Because the title is long, I simply call this book Faith when casually referring to it. I’ve tried to make this a simple story. And that’s because in my estimation life can be beautifuly simple and simply beautiful when you link to God, to Jesus, and the Holy Spirit as I have come to do. I don’t believe anyone would have you believe that life never gets painfully complicated at times. But the solutions to grievous problems often can only lie in the hands of God and those allied with Him.
So, this is my account of two years from the day the gynecologist told me I had a “small growth on my uterine wall and it is cancerous.” This after a regular yearly physical after which he called and cheerfully told me to “worry no more. Your test is clear. You don’t have cancer, so you can be happy.” Happy? I felt lightheaded, weightless with happiness. Two of my grandparents had died of colon cancer, and I simply felt this was my fate. So this was a reprieve from the scourge I had always felt I would suffer. You bet I was happy.
Ten days later, he called that night and in a dead voice told me, “I’m afraid I have bad news. The tests were re-evaluated and you do have cancer.” I was numb. This particular doctor was not an effusive man and he offered no word of solace. He simply said, “Please see Doctor X as soon as possible.” He hung up.

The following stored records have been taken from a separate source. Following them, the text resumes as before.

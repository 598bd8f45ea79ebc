//! zbus implementation of [`SystemdBus`]

use std::collections::HashMap;

use zbus::{
    zvariant::{OwnedObjectPath, OwnedValue, Value},
    Connection, Proxy,
};

use super::{
    BusError, ListedUnit, Properties, PropertyInterface, PropertyValue, SystemdBus,
    SYSTEMD_DESTINATION, SYSTEMD_MANAGER_INTERFACE, SYSTEMD_MANAGER_PATH,
};
use crate::manager::Mode;

const PROPERTIES_INTERFACE: &str = "org.freedesktop.DBus.Properties";

/// ListUnits row: name, description, load, active, sub, following,
/// unit path, job id, job type, job path
type RawUnit = (
    String,
    String,
    String,
    String,
    String,
    String,
    OwnedObjectPath,
    u32,
    String,
    OwnedObjectPath,
);

/// Changes reported by Enable/DisableUnitFiles: (type, symlink, destination)
type UnitFileChange = (String, String, String);

/// Client handle on the system (or session) bus
#[derive(Clone)]
pub struct DbusBus {
    connection: Connection,
}

impl DbusBus {
    /// Connect to the system bus
    pub async fn system() -> Result<Self, BusError> {
        let connection = Connection::system()
            .await
            .map_err(|e| BusError::ConnectionFailed(e.to_string()))?;
        Ok(Self { connection })
    }

    /// Connect to the session bus (user service manager)
    pub async fn session() -> Result<Self, BusError> {
        let connection = Connection::session()
            .await
            .map_err(|e| BusError::ConnectionFailed(e.to_string()))?;
        Ok(Self { connection })
    }

    async fn manager(&self) -> Result<Proxy<'static>, BusError> {
        Proxy::new(
            &self.connection,
            SYSTEMD_DESTINATION,
            SYSTEMD_MANAGER_PATH,
            SYSTEMD_MANAGER_INTERFACE,
        )
        .await
        .map_err(|e| BusError::ConnectionFailed(e.to_string()))
    }

    /// Queue a start/stop/restart job. The job path is not tracked.
    async fn job(&self, method: &'static str, name: &str, mode: Mode) -> Result<(), BusError> {
        let manager = self.manager().await?;
        let _job: OwnedObjectPath = manager
            .call(method, &(name, mode.as_str()))
            .await
            .map_err(|e| BusError::call_failed(method, name, e))?;
        log::debug!("{} {} mode={}", method, name, mode);
        Ok(())
    }
}

impl SystemdBus for DbusBus {
    async fn list_units(&self) -> Result<Vec<ListedUnit>, BusError> {
        let manager = self.manager().await?;
        let units: Vec<RawUnit> = manager
            .call("ListUnits", &())
            .await
            .map_err(|e| BusError::call_failed("ListUnits", "", e))?;

        Ok(units
            .into_iter()
            .map(|(name, _, _, _, sub_state, ..)| ListedUnit { name, sub_state })
            .collect())
    }

    async fn start_unit(&self, name: &str, mode: Mode) -> Result<(), BusError> {
        self.job("StartUnit", name, mode).await
    }

    async fn stop_unit(&self, name: &str, mode: Mode) -> Result<(), BusError> {
        self.job("StopUnit", name, mode).await
    }

    async fn restart_unit(&self, name: &str, mode: Mode) -> Result<(), BusError> {
        self.job("RestartUnit", name, mode).await
    }

    async fn enable_unit_files(&self, names: &[&str]) -> Result<(), BusError> {
        let manager = self.manager().await?;
        // runtime=false, force=true
        let (_carries_install_info, changes): (bool, Vec<UnitFileChange>) = manager
            .call("EnableUnitFiles", &(names.to_vec(), false, true))
            .await
            .map_err(|e| BusError::call_failed("EnableUnitFiles", &names.join(" "), e))?;
        for (kind, link, target) in &changes {
            log::info!("EnableUnitFiles: {} {} -> {}", kind, link, target);
        }
        Ok(())
    }

    async fn disable_unit_files(&self, names: &[&str]) -> Result<(), BusError> {
        let manager = self.manager().await?;
        // runtime=false
        let changes: Vec<UnitFileChange> = manager
            .call("DisableUnitFiles", &(names.to_vec(), false))
            .await
            .map_err(|e| BusError::call_failed("DisableUnitFiles", &names.join(" "), e))?;
        for (kind, link, _) in &changes {
            log::info!("DisableUnitFiles: {} {}", kind, link);
        }
        Ok(())
    }

    async fn unit_file_state(&self, name: &str) -> Result<String, BusError> {
        let manager = self.manager().await?;
        manager
            .call("GetUnitFileState", &(name,))
            .await
            .map_err(|e| BusError::call_failed("GetUnitFileState", name, e))
    }

    async fn get_all(
        &self,
        name: &str,
        interface: PropertyInterface,
    ) -> Result<Properties, BusError> {
        let manager = self.manager().await?;
        let unit_path: OwnedObjectPath = manager
            .call("LoadUnit", &(name,))
            .await
            .map_err(|e| BusError::call_failed("LoadUnit", name, e))?;

        let properties = Proxy::new(
            &self.connection,
            SYSTEMD_DESTINATION,
            unit_path.as_str(),
            PROPERTIES_INTERFACE,
        )
        .await
        .map_err(|e| BusError::ConnectionFailed(e.to_string()))?;

        let values: HashMap<String, OwnedValue> = properties
            .call("GetAll", &(interface.as_str(),))
            .await
            .map_err(|e| BusError::call_failed("GetAll", name, e))?;

        Ok(values
            .into_iter()
            .map(|(key, value)| (key, convert_value(&value)))
            .collect())
    }
}

fn convert_value(value: &Value<'_>) -> PropertyValue {
    match value {
        Value::Str(s) => PropertyValue::Str(s.to_string()),
        Value::Bool(b) => PropertyValue::Bool(*b),
        Value::I32(n) => PropertyValue::I32(*n),
        Value::U32(n) => PropertyValue::U32(*n),
        Value::U64(n) => PropertyValue::U64(*n),
        Value::Array(arr) => PropertyValue::StrList(
            arr.iter()
                .filter_map(|v| match v {
                    Value::Str(s) => Some(s.to_string()),
                    _ => None,
                })
                .collect(),
        ),
        _ => PropertyValue::Other,
    }
}
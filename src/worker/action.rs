//! Lifecycle actions accepted from the control surface

use std::fmt;

/// Closed set of unit actions
#[derive(Debug, Clone, Copy, PartialEq, Eq)]
pub enum Action {
    Start,
    Stop,
    Restart,
    Enable,
    Disable,
}

impl Action {
    pub fn as_str(&self) -> &'static str {
        match self {
            Self::Start => "start",
            Self::Stop => "stop",
            Self::Restart => "restart",
            Self::Enable => "enable",
            Self::Disable => "disable",
        }
    }

    /// Whether a job mode applies to this action
    pub fn takes_mode(&self) -> bool {
        matches!(self, Self::Start | Self::Stop | Self::Restart)
    }
}

impl fmt::Display for Action {
    fn fmt(&self, f: &mut fmt::Formatter<'_>) -> fmt::Result {
        f.write_str(self.as_str())
    }
}

/// Result of dispatching an action
#[derive(Debug, Clone, Copy, PartialEq, Eq)]
pub enum ActionOutcome {
    /// The service manager accepted the call
    Done,
    /// The call was issued and failed
    Failed,
    /// Unit not tracked; no call was issued
    Skipped,
}

impl From<bool> for ActionOutcome {
    fn from(ok: bool) -> Self {
        if ok {
            Self::Done
        } else {
            Self::Failed
        }
    }
}

#[cfg(test)]
mod tests {
    use super::*;

    #[test]
    fn test_takes_mode() {
        assert!(Action::Start.takes_mode());
        assert!(Action::Restart.takes_mode());
        assert!(!Action::Enable.takes_mode());
        assert!(!Action::Disable.takes_mode());
    }

    #[test]
    fn test_outcome_from_bool() {
        assert_eq!(ActionOutcome::from(true), ActionOutcome::Done);
        assert_eq!(ActionOutcome::from(false), ActionOutcome::Failed);
    }
}
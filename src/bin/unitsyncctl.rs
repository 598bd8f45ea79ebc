//! unitsyncctl - CLI for unitsyncd
//!
//! Communicates with the daemon over /run/unitsync.sock.
//! Use --user to communicate with the user daemon.

use clap::{Parser, Subcommand};
use peercred_ipc::Client;
use unitsync::config::canonical_name;
use unitsync::protocol::{socket_path, Request, Response, UnitInfo};
use unitsync::Mode;

#[derive(Parser)]
#[command(name = "unitsyncctl")]
#[command(about = "Control the unitsync daemon")]
struct Args {
    /// Connect to the user daemon instead of the system one
    #[arg(long, global = true)]
    user: bool,

    #[command(subcommand)]
    command: Command,
}

#[derive(Subcommand)]
enum Command {
    /// List tracked units
    List,

    /// Show a tracked unit
    Status {
        /// Unit name (e.g., "nginx" or "nginx.service")
        name: String,
    },

    /// Start a unit
    Start {
        name: String,
        /// How to resolve conflicts with queued jobs
        #[arg(long, value_enum)]
        mode: Option<Mode>,
    },

    /// Stop a unit
    Stop {
        name: String,
        #[arg(long, value_enum)]
        mode: Option<Mode>,
    },

    /// Restart a unit
    Restart {
        name: String,
        #[arg(long, value_enum)]
        mode: Option<Mode>,
    },

    /// Enable a unit to start at boot
    Enable { name: String },

    /// Disable a unit from starting at boot
    Disable { name: String },

    /// Switch a unit on (start, holding "wait-on" until it runs)
    On { name: String },

    /// Switch a unit off (stop, holding "wait-off" until it stops)
    Off { name: String },

    /// Check if a unit is enabled
    IsEnabled { name: String },

    /// Run a reconciliation pass now
    Refresh,

    /// Ping the daemon
    Ping,
}

impl Command {
    fn into_request(self) -> Request {
        match self {
            Command::List => Request::List,
            Command::Refresh => Request::Refresh,
            Command::Ping => Request::Ping,
            Command::Status { name } => Request::Status { name: canonical_name(&name) },
            Command::Start { name, mode } => Request::Start {
                name: canonical_name(&name),
                mode,
            },
            Command::Stop { name, mode } => Request::Stop {
                name: canonical_name(&name),
                mode,
            },
            Command::Restart { name, mode } => Request::Restart {
                name: canonical_name(&name),
                mode,
            },
            Command::Enable { name } => Request::Enable { name: canonical_name(&name) },
            Command::Disable { name } => Request::Disable { name: canonical_name(&name) },
            Command::On { name } => Request::TurnOn { name: canonical_name(&name) },
            Command::Off { name } => Request::TurnOff { name: canonical_name(&name) },
            Command::IsEnabled { name } => Request::IsEnabled { name: canonical_name(&name) },
        }
    }
}

fn main() {
    let args = Args::parse();
    let sock_path = socket_path(args.user);
    let request = args.command.into_request();

    let response = match Client::call(&sock_path, &request) {
        Ok(response) => response,
        Err(e) => {
            let message = e.to_string();
            if message.contains("connect") || message.contains("No such file") {
                let hint = if args.user { "unitsyncd --user" } else { "sudo unitsyncd" };
                eprintln!("unitsyncctl: no daemon listening on {}", sock_path);
                eprintln!("  run `{}` first", hint);
            } else {
                eprintln!("unitsyncctl: {}", message);
            }
            std::process::exit(1);
        }
    };
    print_response(response);
}

fn print_unit(unit: &UnitInfo) {
    let marker = match (unit.available, unit.is_on) {
        (false, _) => "?",
        (true, true) => "●",
        (true, false) => "○",
    };
    println!("{} {}", marker, unit.name);
    println!("        State: {}", unit.state);
    println!("    Available: {}", if unit.available { "yes" } else { "no" });
    if let Some(unit_type) = &unit.unit_type {
        println!("         Type: {}", unit_type);
    }
    if let Some(code) = unit.exit_code {
        println!("    Exit code: {}", code);
    }
    if let Some(at) = &unit.last_activity {
        println!("Last activity: {} UTC", at);
    }
    if let Some(triggers) = unit.triggered_by.as_deref().filter(|t| !t.is_empty()) {
        println!(" Triggered by: {}", triggers);
    }
}

fn print_response(response: Response) {
    match response {
        Response::Ok => {} // Silent success
        Response::Skipped => {
            eprintln!("unit is not tracked, nothing to do");
        }
        Response::Pong => println!("pong"),
        Response::Busy => println!("refresh already in progress"),
        Response::Error(msg) => {
            eprintln!("error: {}", msg);
            std::process::exit(1);
        }
        Response::Units(units) => {
            if units.is_empty() {
                println!("No units tracked");
                return;
            }
            println!("{:<40} {:>10} {:>6} {:>10}", "UNIT", "STATE", "ON", "AVAILABLE");
            for unit in units {
                println!(
                    "{:<40} {:>10} {:>6} {:>10}",
                    unit.name,
                    unit.state,
                    if unit.is_on { "yes" } else { "no" },
                    if unit.available { "yes" } else { "no" }
                );
            }
        }
        Response::Status(unit) => print_unit(&unit),
        Response::EnabledState(state) => {
            println!("{}", state);
            // Exit with code 1 if disabled (like systemctl)
            if state == "disabled" {
                std::process::exit(1);
            }
        }
    }
}
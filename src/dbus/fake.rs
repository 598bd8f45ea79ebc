//! Scripted in-memory [`SystemdBus`] for unit tests

use std::collections::HashMap;
use std::sync::{Arc, Mutex};

use tokio::sync::Notify;

use super::{BusError, ListedUnit, Properties, PropertyInterface, SystemdBus};
use crate::manager::Mode;

/// A recorded bus call
#[derive(Debug, Clone, PartialEq, Eq)]
pub enum Call {
    ListUnits,
    Start(String, Mode),
    Stop(String, Mode),
    Restart(String, Mode),
    Enable(String),
    Disable(String),
    UnitFileState(String),
    GetAll(String, PropertyInterface),
}

#[derive(Default)]
struct State {
    /// `None` makes ListUnits fail
    listing: Option<Vec<ListedUnit>>,
    properties: HashMap<(String, PropertyInterface), Properties>,
    file_states: HashMap<String, String>,
    fail_jobs: bool,
    calls: Vec<Call>,
    entered: Option<Arc<Notify>>,
    gate: Option<Arc<Notify>>,
    job_entered: Option<Arc<Notify>>,
    job_gate: Option<Arc<Notify>>,
}

#[derive(Default)]
pub struct FakeBus {
    state: Mutex<State>,
}

impl FakeBus {
    pub fn new() -> Self {
        let bus = Self::default();
        bus.set_listing(&[]);
        bus
    }

    fn lock(&self) -> std::sync::MutexGuard<'_, State> {
        self.state.lock().unwrap()
    }

    pub fn set_listing(&self, units: &[(&str, &str)]) {
        self.lock().listing = Some(
            units
                .iter()
                .map(|(name, sub)| ListedUnit::new(*name, *sub))
                .collect(),
        );
    }

    pub fn fail_listing(&self) {
        self.lock().listing = None;
    }

    pub fn set_properties(&self, name: &str, interface: PropertyInterface, props: Properties) {
        self.lock()
            .properties
            .insert((name.to_string(), interface), props);
    }

    pub fn set_file_state(&self, name: &str, state: &str) {
        self.lock()
            .file_states
            .insert(name.to_string(), state.to_string());
    }

    /// Make every job and unit-file call fail with CallFailed
    pub fn fail_jobs(&self, fail: bool) {
        self.lock().fail_jobs = fail;
    }

    /// Park ListUnits until the returned gate is notified. `entered` is
    /// notified when a caller reaches the gate.
    pub fn hold_listing(&self) -> (Arc<Notify>, Arc<Notify>) {
        let entered = Arc::new(Notify::new());
        let gate = Arc::new(Notify::new());
        let mut state = self.lock();
        state.entered = Some(Arc::clone(&entered));
        state.gate = Some(Arc::clone(&gate));
        (entered, gate)
    }

    /// Park the next start/stop/restart/enable/disable call the same way
    pub fn hold_jobs(&self) -> (Arc<Notify>, Arc<Notify>) {
        let entered = Arc::new(Notify::new());
        let gate = Arc::new(Notify::new());
        let mut state = self.lock();
        state.job_entered = Some(Arc::clone(&entered));
        state.job_gate = Some(Arc::clone(&gate));
        (entered, gate)
    }

    pub fn calls(&self) -> Vec<Call> {
        self.lock().calls.clone()
    }

    pub fn clear_calls(&self) {
        self.lock().calls.clear();
    }

    /// Number of GetAll calls issued for `name`
    pub fn property_fetches(&self, name: &str) -> usize {
        self.lock()
            .calls
            .iter()
            .filter(|c| matches!(c, Call::GetAll(n, _) if n == name))
            .count()
    }

    async fn job(&self, call: Call, method: &'static str, name: &str) -> Result<(), BusError> {
        let (entered, gate, fail) = {
            let mut state = self.lock();
            state.calls.push(call);
            (state.job_entered.take(), state.job_gate.take(), state.fail_jobs)
        };
        if let Some(entered) = entered {
            entered.notify_one();
        }
        if let Some(gate) = gate {
            gate.notified().await;
        }
        if fail {
            return Err(BusError::call_failed(method, name, "rejected"));
        }
        Ok(())
    }
}

impl SystemdBus for FakeBus {
    async fn list_units(&self) -> Result<Vec<ListedUnit>, BusError> {
        let (entered, gate) = {
            let mut state = self.lock();
            state.calls.push(Call::ListUnits);
            (state.entered.take(), state.gate.take())
        };
        if let Some(entered) = entered {
            entered.notify_one();
        }
        if let Some(gate) = gate {
            gate.notified().await;
        }
        self.lock()
            .listing
            .clone()
            .ok_or_else(|| BusError::ConnectionFailed("bus unavailable".into()))
    }

    async fn start_unit(&self, name: &str, mode: Mode) -> Result<(), BusError> {
        self.job(Call::Start(name.into(), mode), "StartUnit", name).await
    }

    async fn stop_unit(&self, name: &str, mode: Mode) -> Result<(), BusError> {
        self.job(Call::Stop(name.into(), mode), "StopUnit", name).await
    }

    async fn restart_unit(&self, name: &str, mode: Mode) -> Result<(), BusError> {
        self.job(Call::Restart(name.into(), mode), "RestartUnit", name).await
    }

    async fn enable_unit_files(&self, names: &[&str]) -> Result<(), BusError> {
        let name = names.join(" ");
        self.job(Call::Enable(name.clone()), "EnableUnitFiles", &name).await
    }

    async fn disable_unit_files(&self, names: &[&str]) -> Result<(), BusError> {
        let name = names.join(" ");
        self.job(Call::Disable(name.clone()), "DisableUnitFiles", &name).await
    }

    async fn unit_file_state(&self, name: &str) -> Result<String, BusError> {
        let mut state = self.lock();
        state.calls.push(Call::UnitFileState(name.into()));
        state
            .file_states
            .get(name)
            .cloned()
            .ok_or_else(|| BusError::call_failed("GetUnitFileState", name, "No such file"))
    }

    async fn get_all(
        &self,
        name: &str,
        interface: PropertyInterface,
    ) -> Result<Properties, BusError> {
        let mut state = self.lock();
        state.calls.push(Call::GetAll(name.into(), interface));
        state
            .properties
            .get(&(name.to_string(), interface))
            .cloned()
            .ok_or_else(|| BusError::call_failed("LoadUnit", name, "Unit not loaded"))
    }
}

I stood half frozen. The nightmare was upon me cold and deadly. I didn’t cry. I coouldn’t cry. Oh no, I had “pretty good” faith and felt I had prayed my way out of many illnesses One such illness was what my primary physician felt might be thyroid cancer. With great hope I set out with prayers, felt I had the ear of God. A writer friend had told me I pray “powerful prayers.” I had prayed with all my heart when she had a serious illness. By the time I got to the specialist, dragging my feet before doing so, the small nodule had disappeared. You may scoff and say it never was cancer, and maybe so. But remember, it might have been.
All right, I didn’t see the recommeded docotor. If you can believe this, for six monthhs I “doctored” on myself with red clover extract several times a day and felt I was surely getting better and better. I was happy, diagnosed cancer or not. Maybe the tests were wrong. Maybe some surgeon wanted another big payday and I was his way to it. I just didn’t believe it. They were flat out lying I told myself.
But I had to take note of the fact that my prayers had not gone well this time. I couldn’t seem to pray as I had before from childhood. What was happening? What was going on? I just had faith in me. Almighty me. Surely God would not desert me now.
So this is my story that moves on to six months later, I would guess playing God to myself and glorying in it, Then suddenly I began to feel sicker and consulted the surgeon who ordered new tests. The results? This 10mm cancer had doubled in size in six months. I told the surgeon I would think it over. Actually I had every intention of dying. I hated the thought of going through chemotherapy, radiation and other horrors I had seen my friend to through It was settled in my heart, or so I thought. I would just die and be rid of all this dread and nausea.
The rest of this story tells you of a strange, strange transformation that swiftly began to take place in me. Things I began to see that I had not realized. Writing I still longed to do. But the wish to die also persisted, lessening steadily. But it was strong enough to be still with me the day I went under the knife. I know now that God was with me in the deepest recesses of my heart. And even now I cry as I write this.In telling friends about this, I always laugh gleefully and say, “I got religion in a hurry!” And I did. The kind that changes you completely. I have always been spiritual rather than truly religious and I remain that way. But I notice that this is always the way I quote it. The surgeon told me some frightening news about my best friend that he’d seen when she was too far gone to treat.
The first excerpt will appear in ten days to two weeks and at that interval thereafter. Please remember that this is a finished DRAFT and should be free of major errors.In ensuing excerpts, some of this may be repeated. Bear with me.
I like sharing my story about this deepened transformation with others because it will help some to see God with brighter vision and deepened feelings. And that is what I want most of all!